* REQUIRED ACTION:
Extract every entry word for word.

BEGIN PROVIDED MATERIAL

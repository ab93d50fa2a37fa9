///! CLI configuration management

use anyhow::{Context, Result};
use kubedeploy_client::context::DEFAULT_BASE_URL;
use kubedeploy_client::SyncConfig;
use kubedeploy_common::auth::{Session, User};
use kubedeploy_common::DEFAULT_NAMESPACE;
use serde::{Deserialize, Serialize};
use std::path::{Path, PathBuf};
use std::time::Duration;

#[derive(Debug, Clone, Serialize, Deserialize, PartialEq)]
#[serde(default)]
pub struct Config {
    pub server: String,
    pub default_output: String,
    pub default_namespace: String,
    pub token: Option<String>,
    pub username: Option<String>,
    pub email: Option<String>,
    pub log_file: Option<PathBuf>,
    pub request_timeout_secs: u64,
    pub sync: SyncSettings,
}

/// `[sync]` table
#[derive(Debug, Clone, Serialize, Deserialize, PartialEq)]
#[serde(default)]
pub struct SyncSettings {
    pub pods_interval_ms: u64,
    pub workloads_interval_ms: u64,
    pub endpoints_interval_ms: u64,
    pub namespaces_interval_ms: u64,
    pub retries: u32,
    pub retry_delay_ms: u64,
}

impl Default for Config {
    fn default() -> Self {
        Self {
            server: DEFAULT_BASE_URL.to_string(),
            default_output: "table".to_string(),
            default_namespace: DEFAULT_NAMESPACE.to_string(),
            token: None,
            username: None,
            email: None,
            log_file: None,
            request_timeout_secs: 30,
            sync: SyncSettings::default(),
        }
    }
}

impl Default for SyncSettings {
    fn default() -> Self {
        Self {
            pods_interval_ms: 3000,
            workloads_interval_ms: 5000,
            endpoints_interval_ms: 5000,
            namespaces_interval_ms: 30000,
            retries: 1,
            retry_delay_ms: 1000,
        }
    }
}

impl From<&SyncSettings> for SyncConfig {
    fn from(s: &SyncSettings) -> Self {
        Self {
            pods_interval: Duration::from_millis(s.pods_interval_ms),
            workloads_interval: Duration::from_millis(s.workloads_interval_ms),
            endpoints_interval: Duration::from_millis(s.endpoints_interval_ms),
            namespaces_interval: Duration::from_millis(s.namespaces_interval_ms),
            retries: s.retries,
            retry_delay: Duration::from_millis(s.retry_delay_ms),
        }
    }
}

impl Config {
    pub fn load() -> Result<Self> {
        Self::load_from(&Self::config_path()?)
    }

    pub fn save(&self) -> Result<()> {
        self.save_to(&Self::config_path()?)
    }

    pub fn load_from(path: &Path) -> Result<Self> {
        if !path.exists() {
            return Ok(Self::default());
        }

        let contents = std::fs::read_to_string(path)?;
        let config: Config =
            toml::from_str(&contents).with_context(|| format!("Invalid config file {}", path.display()))?;

        Ok(config)
    }

    pub fn save_to(&self, path: &Path) -> Result<()> {
        if let Some(parent) = path.parent() {
            std::fs::create_dir_all(parent)?;
        }

        let contents = toml::to_string_pretty(self)?;
        std::fs::write(path, contents)?;

        Ok(())
    }

    pub fn config_path() -> Result<PathBuf> {
        let home = std::env::var("HOME").context("HOME is not set")?;
        Ok(PathBuf::from(home).join(".config/kubedeploy/cli.toml"))
    }

    pub fn request_timeout(&self) -> Duration {
        Duration::from_secs(self.request_timeout_secs)
    }

    /// Session persisted by the last login, if any
    pub fn session(&self) -> Option<Session> {
        let token = self.token.clone()?;
        Some(Session {
            token,
            user: User {
                id: 0,
                email: self.email.clone().unwrap_or_default(),
                username: self.username.clone().unwrap_or_default(),
                full_name: String::new(),
                role: "user".to_string(),
                active: true,
                created_at: None,
            },
        })
    }

    pub fn store_session(&mut self, session: &Session) {
        self.token = Some(session.token.clone());
        self.username = Some(session.user.username.clone());
        self.email = Some(session.user.email.clone());
    }

    pub fn clear_session(&mut self) {
        self.token = None;
        self.username = None;
        self.email = None;
    }
}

END PROVIDED MATERIAL

* SOLVED PROBLEM:
repository ab93d50fa2a37fa9
///! CLI configuration management

use anyhow::{Context, Result};
use kubedeploy_client::context::DEFAULT_BASE_URL;
use kubedeploy_client::SyncConfig;
use kubedeploy_common::auth::{Session, User};
use kubedeploy_common::DEFAULT_NAMESPACE;
use serde::{Deserialize, Serialize};
use std::path::{Path, PathBuf};
use std::time::Duration;

#[derive(Debug, Clone, Serialize, Deserialize, PartialEq)]
#[serde(default)]
pub struct Config {
    pub server: String,
    pub default_output: String,
    pub default_namespace: String,
    pub token: Option<String>,
    pub username: Option<String>,
    pub email: Option<String>,
    pub log_file: Option<PathBuf>,
    pub request_timeout_secs: u64,
    pub sync: SyncSettings,
}

/// `[sync]` table
#[derive(Debug, Clone, Serialize, Deserialize, PartialEq)]
#[serde(default)]
pub struct SyncSettings {
    pub pods_interval_ms: u64,
    pub workloads_interval_ms: u64,
    pub endpoints_interval_ms: u64,
    pub namespaces_interval_ms: u64,
    pub retries: u32,
    pub retry_delay_ms: u64,
}

impl Default for Config {
    fn default() -> Self {
        Self {
            server: DEFAULT_BASE_URL.to_string(),
            default_output: "table".to_string(),
            default_namespace: DEFAULT_NAMESPACE.to_string(),
            token: None,
            username: None,
            email: None,
            log_file: None,
            request_timeout_secs: 30,
            sync: SyncSettings::default(),
        }
    }
}

impl Default for SyncSettings {
    fn default() -> Self {
        Self {
            pods_interval_ms: 3000,
            workloads_interval_ms: 5000,
            endpoints_interval_ms: 5000,
            namespaces_interval_ms: 30000,
            retries: 1,
            retry_delay_ms: 1000,
        }
    }
}

impl From<&SyncSettings> for SyncConfig {
    fn from(s: &SyncSettings) -> Self {
        Self {
            pods_interval: Duration::from_millis(s.pods_interval_ms),
            workloads_interval: Duration::from_millis(s.workloads_interval_ms),
            endpoints_interval: Duration::from_millis(s.endpoints_interval_ms),
            namespaces_interval: Duration::from_millis(s.namespaces_interval_ms),
            retries: s.retries,
            retry_delay: Duration::from_millis(s.retry_delay_ms),
        }
    }
}

impl Config {
    pub fn load() -> Result<Self> {
        Self::load_from(&Self::config_path()?)
    }

    pub fn save(&self) -> Result<()> {
        self.save_to(&Self::config_path()?)
    }

    pub fn load_from(path: &Path) -> Result<Self> {
        if !path.exists() {
            return Ok(Self::default());
        }

        let contents = std::fs::read_to_string(path)?;
        let config: Config =
            toml::from_str(&contents).with_context(|| format!("Invalid config file {}", path.display()))?;

        Ok(config)
    }

    pub fn save_to(&self, path: &Path) -> Result<()> {
        if let Some(parent) = path.parent() {
            std::fs::create_dir_all(parent)?;
        }

        let contents = toml::to_string_pretty(self)?;
        std::fs::write(path, contents)?;

        Ok(())
    }

    pub fn config_path() -> Result<PathBuf> {
        let home = std::env::var("HOME").context("HOME is not set")?;
        Ok(PathBuf::from(home).join(".config/kubedeploy/cli.toml"))
    }

    pub fn request_timeout(&self) -> Duration {
        Duration::from_secs(self.request_timeout_secs)
    }

    /// Session persisted by the last login, if any
    pub fn session(&self) -> Option<Session> {
        let token = self.token.clone()?;
        Some(Session {
            token,
            user: User {
                id: 0,
                email: self.email.clone().unwrap_or_default(),
                username: self.username.clone().unwrap_or_default(),
                full_name: String::new(),
                role: "user".to_string(),
                active: true,
                created_at: None,
            },
        })
    }

    pub fn store_session(&mut self, session: &Session) {
        self.token = Some(session.token.clone());
        self.username = Some(session.user.username.clone());
        self.email = Some(session.user.email.clone());
    }

    pub fn clear_session(&mut self) {
        self.token = None;
        self.username = None;
        self.email = None;
    }
}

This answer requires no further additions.